I have an i**phone3.... i don't like it at all. I switched from a blackberry though which I absolutely loved. My DH has the I Ph 4 and he likes it, other people I know love their i*phones. I have heard a lot of good things about the droids but don't know much about it. It really depends on what you want the phone to do. Play games? i**phone great fr that... Talk and text (which is what I do) not so much. The I 3 loses battery so much faster then my BB did and am I constantly charging it. I hit the wrong keys and send a lot of misspelled texts/e-mails from it and autocorrect.... yeah... you never know what will show up from auto correct. I know I am in the minority with this though, most peope LOVE the IP's. If you are interested in all the apps and games that you get with the IP smart phone I would suggest you get an ipod touch, same thing as the IP but u can't talk outside of a wireless network and it holds more data then the phone versions do (my 8 year old has an touch and can skype, text and talk as long as she is connected to a wireless network) and get a different phone to do the talk/text/email).


----------



## CacheHavs (Aug 2, 2007)

I have the HTC Thunderbolt and I love it!!!! for me it is easy to navigate and I love the large screen. The perk for me when I bought mine is that it is its own hot spot, so when I travel as long as I have a signal I also have internet for my laptop.
There have been times that my family and I are traveling and I have to do some work that requires internet, so driving down the road I am on the internet doing my work  Of course I am not driving  

Good luck with your search for your new phone, I know some of the stores have phone that are live so you can go in and play with them and see what works for you.


----------



## pjewel (Apr 11, 2007)

I have a Samsung Epic 4g. I love everything the phone does. It does eat battery like crazy but I got a free "app killer" and it helps a lot. As for the phone itself. I liked my Blackberry better. It never dropped a call and the sound was crystal clear.


----------



## lfung5 (Jun 30, 2007)

I've had several iPhones and I love them. I just got the iPhone 4 recently and couldn't be happier. The keypad takes time to get used to, but once you get it, it's easy!


----------



## pjewel (Apr 11, 2007)

Linda, does the iPhone 4 have a swype keyboard? I have it on my android and after just a short adjustment period, I love it. It's so fast. Mine also has a pull out qwerty keyboard though, so I have a choice.


----------



## morriscsps (Aug 17, 2010)

My hubby has the Droid2. He used to have the blackberry Storm. He went with the pullout keyboard because he gets over a 100 emails a day. He likes to have the physical keyboard option. His only complaint is that afer a year, the battery doesn't keep a charge.


----------



## DonnaC (Jul 31, 2011)

I also have the Epic. Just love it. Have recommended to several folks, who also now love it. My geeky son researched and picked it out for me.


----------



## krandall (Jun 11, 2009)

I just switched from an old clamshell cell phone to an iPhone 4. (I had promised myself that when EITHER my phone OR my iPod Touch died I'd replace them both with one tool) I love it! The battery easily lasts a full day, I just plug it in over night. It does use more juice if I take a lot of photos with it, but even then, I've never run out of battery power. I AM planning to get a secondary battery for my next trip to Thailand, so that I have plenty of power for the 24 hours of flight time.

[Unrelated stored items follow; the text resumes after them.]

impl ServerState {
    pub fn new(config: &ServerConfig) -> Self {
        Self {
            greeting: config.greeting(),
            extensions: config.extension_set(),
            default_queue: config.default_queue.clone(),
            game_kind: config.game,
            queues: Mutex::new(Queues::default()),
            sessions: Mutex::new(HashMap::new()),
            ranks: Mutex::new(BTreeMap::new()),
        }
    }

    pub fn greeting(&self) -> &str {
        &self.greeting
    }

    /// Extensions this server offers
    pub fn extensions(&self) -> Extensions {
        self.extensions
    }

    pub fn default_queue(&self) -> &str {
        &self.default_queue
    }

    pub fn register(&self, session: Arc<Session>) {
        debug!(session_id = %session.id(), peer = %session.peer_addr(), "Session registered");
        lock(&self.sessions).insert(
            session.id(),
            Binding {
                session,
                game: None,
            },
        );
    }

    pub fn session_count(&self) -> usize {
        lock(&self.sessions).len()
    }

    /// Bind a username, unless the session already has one or another
    /// registered session holds it
    pub fn login(&self, session: &Session, username: &str) -> LoginOutcome {
        let sessions = lock(&self.sessions);
        if session.is_authenticated() {
            return LoginOutcome::AlreadyAuthenticated;
        }
        let taken = username == ANONYMOUS
            || sessions
                .values()
                .any(|b| b.session.username() == Some(username));
        if taken || !session.bind_username(username) {
            return LoginOutcome::NameTaken;
        }
        info!(session_id = %session.id(), username = %username, "Logged in");
        LoginOutcome::Accepted
    }

    /// Authenticated usernames, sorted
    pub fn usernames(&self) -> Vec<String> {
        let mut names: Vec<String> = lock(&self.sessions)
            .values()
            .filter_map(|b| b.session.username().map(str::to_string))
            .collect();
        names.sort();
        names
    }

    /// Snapshot of the rank table, ordered by username
    pub fn ranks(&self) -> Vec<(String, u32)> {
        lock(&self.ranks)
            .iter()
            .map(|(name, wins)| (name.clone(), *wins))
            .collect()
    }

    pub fn is_in_game(&self, id: SessionId) -> bool {
        lock(&self.sessions)
            .get(&id)
            .is_some_and(|b| b.game.is_some())
    }

    pub fn game_of(&self, id: SessionId) -> Option<Arc<GameSession>> {
        lock(&self.sessions).get(&id).and_then(|b| b.game.clone())
    }

    pub fn queue_of(&self, id: SessionId) -> Option<String> {
        lock(&self.queues).membership.get(&id).cloned()
    }

    /// Join, leave or switch queues. Requesting the queue a session is
    /// already waiting in leaves it. Any queue that holds two sessions
    /// afterwards starts a game.
    pub fn request_queue(
        &self,
        session: &Arc<Session>,
        name: &str,
    ) -> std::result::Result<QueueOutcome, QueueRejection> {
        let id = session.id();
        let mut queues = lock(&self.queues);
        let mut sessions = lock(&self.sessions);

        match sessions.get(&id) {
            None => return Err(QueueRejection::Disconnected),
            Some(binding) if binding.game.is_some() => return Err(QueueRejection::InGame),
            Some(_) => {}
        }

        let outcome = match queues.leave(id) {
            Some(current) if current == name => {
                debug!(session_id = %id, queue = %name, "Left queue");
                invariants::assert_registry_invariants(&queues, &sessions);
                return Ok(QueueOutcome::Left { queue: current });
            }
            Some(from) => QueueOutcome::Switched {
                from,
                to: name.to_string(),
            },
            None => QueueOutcome::Joined {
                queue: name.to_string(),
            },
        };

        queues.join(session, name);
        debug!(session_id = %id, queue = %name, "Joined queue");

        while let Some((first, second)) = queues.pop_pair(name) {
            self.start_game(&mut sessions, first, second);
        }

        invariants::assert_registry_invariants(&queues, &sessions);
        Ok(outcome)
    }

    /// Bind two sessions to a fresh game. NEWGAME goes out while the
    /// sessions lock is held so neither player can see a move first.
    fn start_game(
        &self,
        sessions: &mut HashMap<SessionId, Binding>,
        first: Arc<Session>,
        second: Arc<Session>,
    ) {
        let game = Arc::new(GameSession::new(self.game_kind.create(), first, second));
        for player in &game.players {
            if let Some(binding) = sessions.get_mut(&player.id()) {
                binding.game = Some(game.clone());
            }
        }

        info!(
            game_id = %game.id,
            first = %game.players[0].display_name(),
            second = %game.players[1].display_name(),
            "Game started"
        );

        let announcement = ServerMessage::NewGame {
            first: game.players[0].display_name().to_string(),
            second: game.players[1].display_name().to_string(),
        };
        for player in &game.players {
            player.send(&announcement);
        }
    }

    /// Validate and apply a move for `session`. The move is relayed to both
    /// participants, mover first; a terminal move also ends the game.
    pub fn play_move(
        &self,
        session: &Session,
        values: &[u8],
    ) -> std::result::Result<MoveOutcome, MoveRejection> {
        let id = session.id();
        let game = self.game_of(id).ok_or(MoveRejection::NotInGame)?;
        let seat = game.seat_of(id).ok_or(MoveRejection::NotInGame)?;

        let mut table = lock(&game.table);
        if table.conclusion.is_some() {
            return Err(MoveRejection::NotInGame);
        }
        if table.game.active_participant() != seat {
            return Err(MoveRejection::NotYourTurn);
        }
        let mv = Move::from_wire(values, table.game.is_first_ply())
            .map_err(|_| MoveRejection::WrongArity)?;
        if !table.game.is_legal(&mv) {
            return Err(MoveRejection::Invalid);
        }
        table
            .game
            .apply_move(mv)
            .map_err(|_| MoveRejection::Invalid)?;

        debug!(game_id = %game.id, player = %session.display_name(), ?mv, "Move applied");
        let relay = ServerMessage::Move {
            values: mv.to_wire(),
        };
        game.player(seat).send(&relay);
        game.player(seat.other()).send(&relay);

        if !table.game.is_terminal() {
            return Ok(MoveOutcome::Continue);
        }

        table.conclusion = Some(Conclusion::Finished);
        let outcome = match table.game.winner() {
            Some(winner) => GameOutcome::Victory(game.player(winner).display_name().to_string()),
            None => GameOutcome::Draw,
        };

        {
            let mut sessions = lock(&self.sessions);
            for player in &game.players {
                if let Some(binding) = sessions.get_mut(&player.id()) {
                    if binding.is_bound_to(&game) {
                        binding.game = None;
                    }
                }
            }
        }
        if let Some(winner) = outcome.winner() {
            self.award_win(winner);
        }

        info!(game_id = %game.id, outcome = ?outcome, "Game over");
        debug!(game_id = %game.id, board = %table.game.describe_board(), "Final position");
        let over = ServerMessage::GameOver(outcome.clone());
        for player in &game.players {
            player.send(&over);
        }
        Ok(MoveOutcome::Finished(outcome))
    }

    fn award_win(&self, username: &str) {
        *lock(&self.ranks).entry(username.to_string()).or_insert(0) += 1;
    }

    /// Deregister a session and settle whatever it was doing. A live game
    /// is forfeited to the opponent unless the opponent left as well.
    pub fn disconnect(&self, session: &Session) -> Result<DisconnectOutcome> {
        let departure = self.depart(session.id());
        match departure.game {
            Some(game) => self.resolve(session, &game),
            None => Ok(match departure.queue {
                Some(queue) => DisconnectOutcome::LeftQueue { queue },
                None => DisconnectOutcome::Idle,
            }),
        }
    }

    /// Remove the session from every registry. The departed flag is raised
    /// under the same lock that removes the registration.
    fn depart(&self, id: SessionId) -> Departure {
        let mut queues = lock(&self.queues);
        let mut sessions = lock(&self.sessions);

        let game = sessions.remove(&id).and_then(|binding| binding.game);
        let queue = queues.leave(id);
        if let Some(game) = &game {
            if let Some(seat) = game.seat_of(id) {
                game.departed[seat.index()].store(true, Ordering::Release);
            }
        }

        invariants::assert_registry_invariants(&queues, &sessions);
        Departure { queue, game }
    }

    /// Settle a departed participant's game under the game lock
    fn resolve(&self, session: &Session, game: &Arc<GameSession>) -> Result<DisconnectOutcome> {
        let seat = game.seat_of(session.id()).ok_or_else(|| {
            Error::InconsistentState(format!(
                "session {} bound to game {} it is not part of",
                session.id(),
                game.id
            ))
        })?;
        let opponent = game.player(seat.other()).clone();

        let mut table = lock(&game.table);
        match table.conclusion {
            Some(Conclusion::Abandoned) => return Ok(DisconnectOutcome::Simultaneous),
            Some(_) => return Ok(DisconnectOutcome::AlreadyConcluded),
            None => {}
        }

        let state = {
            let mut sessions = lock(&self.sessions);
            match sessions.get_mut(&opponent.id()) {
                Some(binding) if binding.is_bound_to(game) => {
                    binding.game = None;
                    Opponent::Released
                }
                Some(_) => Opponent::Detached,
                None if game.departed[seat.other().index()].load(Ordering::Acquire) => {
                    Opponent::Departed
                }
                None => Opponent::Vanished,
            }
        };

        match state {
            Opponent::Released => {
                table.conclusion = Some(Conclusion::Forfeited);
                let winner = opponent.display_name().to_string();
                self.award_win(&winner);
                opponent.send(&ServerMessage::GameOver(GameOutcome::Disconnect(
                    winner.clone(),
                )));
                info!(
                    game_id = %game.id,
                    winner = %winner,
                    loser = %session.display_name(),
                    "Game won by disconnect"
                );
                Ok(DisconnectOutcome::Forfeit { winner })
            }
            Opponent::Departed => {
                table.conclusion = Some(Conclusion::Abandoned);
                warn!(
                    game_id = %game.id,
                    username = %session.display_name(),
                    opponent = %opponent.display_name(),
                    "Both players disconnected at the same time"
                );
                Ok(DisconnectOutcome::Simultaneous)
            }
            Opponent::Detached | Opponent::Vanished => {
                table.conclusion = Some(Conclusion::Abandoned);
                let detail = match state {
                    Opponent::Detached => "registered but not bound to the game",
                    _ => "deregistered without departing",
                };
                error!(
                    game_id = %game.id,
                    username = %session.display_name(),
                    opponent = %opponent.display_name(),
                    detail,
                    "Inconsistent game state on disconnect"
                );
                Err(Error::InconsistentState(format!(
                    "opponent {} of game {} was {detail}",
                    opponent.display_name(),
                    game.id
                )))
            }
        }
    }

    /// Relay a chat line to every other session that can chat
    pub fn broadcast_chat(&self, sender: &Session, message: &str) {
        let chat = ServerMessage::Chat {
            sender: sender.display_name().to_string(),
            message: message.to_string(),
        };
        let sessions = lock(&self.sessions);
        for binding in sessions.values() {
            if binding.session.id() != sender.id() && binding.session.can_chat() {
                binding.session.send(&chat);
            }
        }
    }

    /// Deliver a private line. Returns false, after telling the sender,
    /// when nobody who can chat goes by `receiver`.
    pub fn whisper(&self, sender: &Session, receiver: &str, message: &str) -> bool {
        let sessions = lock(&self.sessions);
        let target = sessions
            .values()
            .map(|b| &b.session)
            .find(|s| s.username() == Some(receiver) && s.can_chat());

        match target {
            Some(target) => {
                target.send(&ServerMessage::Whisper {
                    sender: sender.display_name().to_string(),
                    message: message.to_string(),
                });
                true
            }
            None => {
                sender.send(&ServerMessage::CannotWhisper {
                    receiver: receiver.to_string(),
                });
                false
            }
        }
    }
}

I think it depends on whether you are used to Apple products or not. For me, since I was very familiar with my iPod Touch and iPad already, the iPhone was a natural choice. For me, learning the Droid phones or the Blackberry are much harder! But if you aren't familiar with i-products already, I suspect the learning curve is similar for either type of device.


----------



## Thumper (Feb 18, 2007)

I have the iPhone 4 and LOVE, love LOVE it. I'm miffed on how I survived prior to owning one. My son has the droid and wants the iPhone, more apps available.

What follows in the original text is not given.